#### WHAT THIS TASK INVOLVES:
Among the lines of the material, copy those that hold the string "Deserialize".

╭─ DATA PROVIDED

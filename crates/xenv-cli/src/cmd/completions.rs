//! Completions command

use clap::CommandFactory;
use clap_complete::generate;

/// Generate shell completions
pub fn completions(shell: clap_complete::Shell) {
    let mut cmd = crate::Cli::command();
    generate(shell, &mut cmd, "xenv", &mut std::io::stdout());
}
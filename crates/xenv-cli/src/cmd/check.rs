//! Check command

use anyhow::{Context, Result};
use crossterm::style::Stylize;
use xenv_core::{Registry, RegistrySource};

/// Resolve every library of every target and report the result.
pub fn check(registry: &Registry, source: &RegistrySource) -> Result<()> {
    let count = xenv_core::check(registry)
        .with_context(|| format!("Registry check failed for {source}"))?;
    println!(
        "{} {count} target{} in {source}",
        "ok".green().bold(),
        if count == 1 { "" } else { "s" }
    );
    Ok(())
}
//! xenv - cross-target build environments CLI

use anyhow::{Context, Result};
use clap::Parser;
use tracing_subscriber::EnvFilter;

use xenv_cli::cmd;
use xenv_cli::{Cli, Commands};
use xenv_core::RegistrySource;

#[tokio::main]
async fn main() -> Result<()> {
    let cli = Cli::parse();

    // Logs go to stderr so stdout stays machine-readable
    let filter = if cli.verbose {
        EnvFilter::new("debug")
    } else {
        EnvFilter::from_default_env()
    };
    tracing_subscriber::fmt()
        .with_env_filter(filter)
        .with_writer(std::io::stderr)
        .init();

    if let Commands::Completions { shell } = cli.command {
        cmd::completions::completions(shell);
        return Ok(());
    }

    let cwd = std::env::current_dir().context("Failed to read current directory")?;
    let source = RegistrySource::discover(cli.registry.as_deref(), &cwd);
    tracing::info!("Using {source}");
    let registry = source
        .load()
        .await
        .with_context(|| format!("Failed to load registry from {source}"))?;

    match cli.command {
        Commands::Resolve {
            targets,
            deps,
            format,
        } => cmd::resolve::resolve(registry, &targets, &deps, format.into()).await,
        Commands::Targets => {
            cmd::targets::targets(&registry);
            Ok(())
        }
        Commands::Check => cmd::check::check(&registry, &source),
        Commands::Completions { .. } => Ok(()),
    }
}
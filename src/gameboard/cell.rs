use std::fmt;

use bitflags::bitflags;

bitflags! {
    /// State of a single cell, one bit per direction (MSB to LSB: N E S W).
    ///
    /// A set bit means the wall in that direction was torn down.
    #[derive(Debug, Default, Clone, Copy, PartialEq, Eq, Hash)]
    pub struct CellState: u8 {
        const OPEN_WEST = 0x1;
        const OPEN_SOUTH = 0x2;
        const OPEN_EAST = 0x4;
        const OPEN_NORTH = 0x8;
    }
}

impl CellState {
    pub const NO_OPEN: Self = Self::empty();
    pub const OPEN_SOUTH_WEST: Self = Self::OPEN_SOUTH.union(Self::OPEN_WEST);
    pub const OPEN_EAST_WEST: Self = Self::OPEN_EAST.union(Self::OPEN_WEST);
    pub const OPEN_SOUTH_EAST: Self = Self::OPEN_SOUTH.union(Self::OPEN_EAST);
    pub const OPEN_EAST_SOUTH_WEST: Self = Self::OPEN_EAST.union(Self::OPEN_SOUTH_WEST);
    pub const OPEN_NORTH_WEST: Self = Self::OPEN_NORTH.union(Self::OPEN_WEST);
    pub const OPEN_NORTH_SOUTH: Self = Self::OPEN_NORTH.union(Self::OPEN_SOUTH);
    pub const OPEN_NORTH_SOUTH_WEST: Self = Self::OPEN_NORTH_SOUTH.union(Self::OPEN_WEST);
    pub const OPEN_NORTH_EAST: Self = Self::OPEN_NORTH.union(Self::OPEN_EAST);
    pub const OPEN_NORTH_EAST_WEST: Self = Self::OPEN_NORTH_EAST.union(Self::OPEN_WEST);
    pub const OPEN_NORTH_EAST_SOUTH: Self = Self::OPEN_NORTH_EAST.union(Self::OPEN_SOUTH);
    pub const OPEN_NORTH_EAST_SOUTH_WEST: Self = Self::all();

    /// Walls which are open in this state, in [`CellWall::get_in_order`] order.
    pub fn walls(self) -> impl Iterator<Item = CellWall> {
        CellWall::get_in_order()
            .into_iter()
            .filter(move |wall| self.contains(wall.to_state()))
    }

    pub fn is_open(self, wall: CellWall) -> bool {
        self.contains(wall.to_state())
    }
}

impl fmt::Display for CellState {
    fn fmt(&self, f: &mut fmt::Formatter<'_>) -> fmt::Result {
        if self.is_empty() {
            return write!(f, "NO_OPEN");
        }

        write!(f, "OPEN")?;
        for wall in self.walls() {
            write!(f, "_{}", wall.label())?;
        }

        Ok(())
    }
}

#[derive(Debug, Clone, Copy, PartialEq, Eq, Hash)]
pub enum CellWall {
    North,
    East,
    South,
    West,
}

impl CellWall {
    /// Offset of the neighbor behind this wall, as `(row, col)` delta.
    pub fn to_coord(&self) -> (isize, isize) {
        match self {
            Self::North => (-1, 0),
            Self::East => (0, 1),
            Self::South => (1, 0),
            Self::West => (0, -1),
        }
    }

    pub fn reverse_wall(&self) -> CellWall {
        use CellWall::*;

        match self {
            North => South,
            East => West,
            South => North,
            West => East,
        }
    }

    pub fn to_state(&self) -> CellState {
        match self {
            Self::North => CellState::OPEN_NORTH,
            Self::East => CellState::OPEN_EAST,
            Self::South => CellState::OPEN_SOUTH,
            Self::West => CellState::OPEN_WEST,
        }
    }

    pub fn get_in_order() -> [CellWall; 4] {
        use CellWall::*;
        [North, East, South, West]
    }

    fn label(&self) -> &'static str {
        match self {
            Self::North => "NORTH",
            Self::East => "EAST",
            Self::South => "SOUTH",
            Self::West => "WEST",
        }
    }
}

impl From<CellWall> for CellState {
    fn from(wall: CellWall) -> Self {
        wall.to_state()
    }
}
mod ellers;
mod recursive_backtracker;
mod rnd_kruskals;

use std::fmt;

use rand::{thread_rng, Rng as _, SeedableRng as _};
use rayon::iter::{IntoParallelIterator, ParallelIterator};
use serde::{Deserialize, Serialize};

use super::{Maze, MazeError};

pub use ellers::EllersAlgorithm;
pub use recursive_backtracker::RecursiveBacktracker;
pub use rnd_kruskals::RndKruskals;

/// Random number generator used for anything, where determinism is required.
pub type Random = rand_xoshiro::Xoshiro256StarStar;

/// Strategy carving a fresh, fully walled maze into a perfect one.
///
/// Generators hold no state, every call builds an independent maze. Walls pointing off
/// the grid are an expected outcome of random choices and never leave `generate`,
/// only [`MazeError::InvalidSize`] does.
pub trait MazeGenerator: fmt::Debug + Sync + Send {
    fn generate_with(&self, width: i32, height: i32, rng: &mut Random) -> Result<Maze, MazeError>;

    fn generate(&self, width: i32, height: i32) -> Result<Maze, MazeError> {
        self.generate_seeded(width, height, thread_rng().gen())
    }

    fn generate_seeded(&self, width: i32, height: i32, seed: u64) -> Result<Maze, MazeError> {
        log::debug!("Generating {}x{} maze with {:?}, seed {}", width, height, self, seed);
        self.generate_with(width, height, &mut Random::seed_from_u64(seed))
    }
}

#[derive(Debug, Clone, Copy, Default, PartialEq, Eq, Serialize, Deserialize, clap::ValueEnum)]
pub enum Algorithm {
    #[default]
    #[value(name = "backtracker", alias = "dfs")]
    RecursiveBacktracker,
    #[value(name = "ellers")]
    EllersAlgorithm,
    #[value(name = "kruskals")]
    RndKruskals,
}

impl Algorithm {
    pub fn generator(self) -> &'static dyn MazeGenerator {
        match self {
            Algorithm::RecursiveBacktracker => &RecursiveBacktracker,
            Algorithm::EllersAlgorithm => &EllersAlgorithm,
            Algorithm::RndKruskals => &RndKruskals,
        }
    }

    pub fn all() -> [Algorithm; 3] {
        [
            Algorithm::RecursiveBacktracker,
            Algorithm::EllersAlgorithm,
            Algorithm::RndKruskals,
        ]
    }
}

/// Generates `count` mazes in parallel.
///
/// Every maze gets its own random stream, made by jumping the seeded generator, so the
/// result only depends on the seed.
pub fn generate_batch(
    generator: &dyn MazeGenerator,
    width: i32,
    height: i32,
    count: usize,
    seed: u64,
) -> Result<Vec<Maze>, MazeError> {
    // reject the size even when nothing gets generated
    Maze::new(width, height)?;

    let mut rng = Random::seed_from_u64(seed);
    let rngs = (0..count)
        .map(|_| {
            rng.jump();
            rng.clone()
        })
        .collect::<Vec<_>>();

    log::debug!("Generating {} mazes with {:?}", count, generator);

    rngs.into_par_iter()
        .map(|mut rng| generator.generate_with(width, height, &mut rng))
        .collect()
}

#[cfg(test)]
mod tests {
    use super::*;
    use crate::gameboard::CellState;

    const SIZES: [(i32, i32); 8] = [
        (1, 1),
        (1, 7),
        (7, 1),
        (2, 2),
        (2, 3),
        (3, 2),
        (10, 10),
        (17, 6),
    ];

    #[test]
    fn every_algorithm_is_perfect() {
        for algorithm in Algorithm::all() {
            for (seed, (width, height)) in SIZES.into_iter().enumerate() {
                let maze = algorithm
                    .generator()
                    .generate_seeded(width, height, seed as u64)
                    .unwrap();

                assert_eq!(maze.height(), height as usize, "{:?}", algorithm);
                assert!(maze.rows().all(|row| row.len() == width as usize));
                assert!(maze.is_perfect(), "{:?} {}x{}\n{}", algorithm, width, height, maze);
            }
        }
    }

    #[test]
    fn no_cell_left_walled() {
        for algorithm in Algorithm::all() {
            for _ in 0..10 {
                let maze = algorithm.generator().generate(10, 10).unwrap();
                assert!(maze.rows().flatten().all(|&state| state != CellState::NO_OPEN));

                let maze = algorithm.generator().generate(2, 3).unwrap();
                assert_eq!(maze.rows().count(), 3);
                assert!(maze.rows().flatten().all(|&state| state != CellState::NO_OPEN));
            }
        }
    }

    #[test]
    fn invalid_size_propagates() {
        for algorithm in Algorithm::all() {
            assert_eq!(
                algorithm.generator().generate(0, 5),
                Err(MazeError::InvalidSize(0, 5))
            );
            assert_eq!(
                algorithm.generator().generate(4, -2),
                Err(MazeError::InvalidSize(4, -2))
            );
        }
    }

    #[test]
    fn seed_is_deterministic() {
        for algorithm in Algorithm::all() {
            let generator = algorithm.generator();
            assert_eq!(
                generator.generate_seeded(12, 9, 42).unwrap(),
                generator.generate_seeded(12, 9, 42).unwrap()
            );
        }
    }

    #[test]
    fn batch() {
        let generator = Algorithm::EllersAlgorithm.generator();
        let mazes = generate_batch(generator, 8, 5, 6, 7).unwrap();

        assert_eq!(mazes.len(), 6);
        assert!(mazes.iter().all(Maze::is_perfect));
        assert_eq!(mazes, generate_batch(generator, 8, 5, 6, 7).unwrap());
        assert!(generate_batch(generator, 0, 5, 3, 7).is_err());
        assert_eq!(generate_batch(generator, 8, 5, 0, 7), Ok(Vec::new()));
        assert_eq!(
            generate_batch(generator, 0, 5, 0, 7),
            Err(MazeError::InvalidSize(0, 5))
        );
    }
}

╰─

#### SOLUTION:
use serde::{Deserialize, Serialize};
#[derive(Debug, Clone, Copy, Default, PartialEq, Eq, Serialize, Deserialize, clap::ValueEnum)]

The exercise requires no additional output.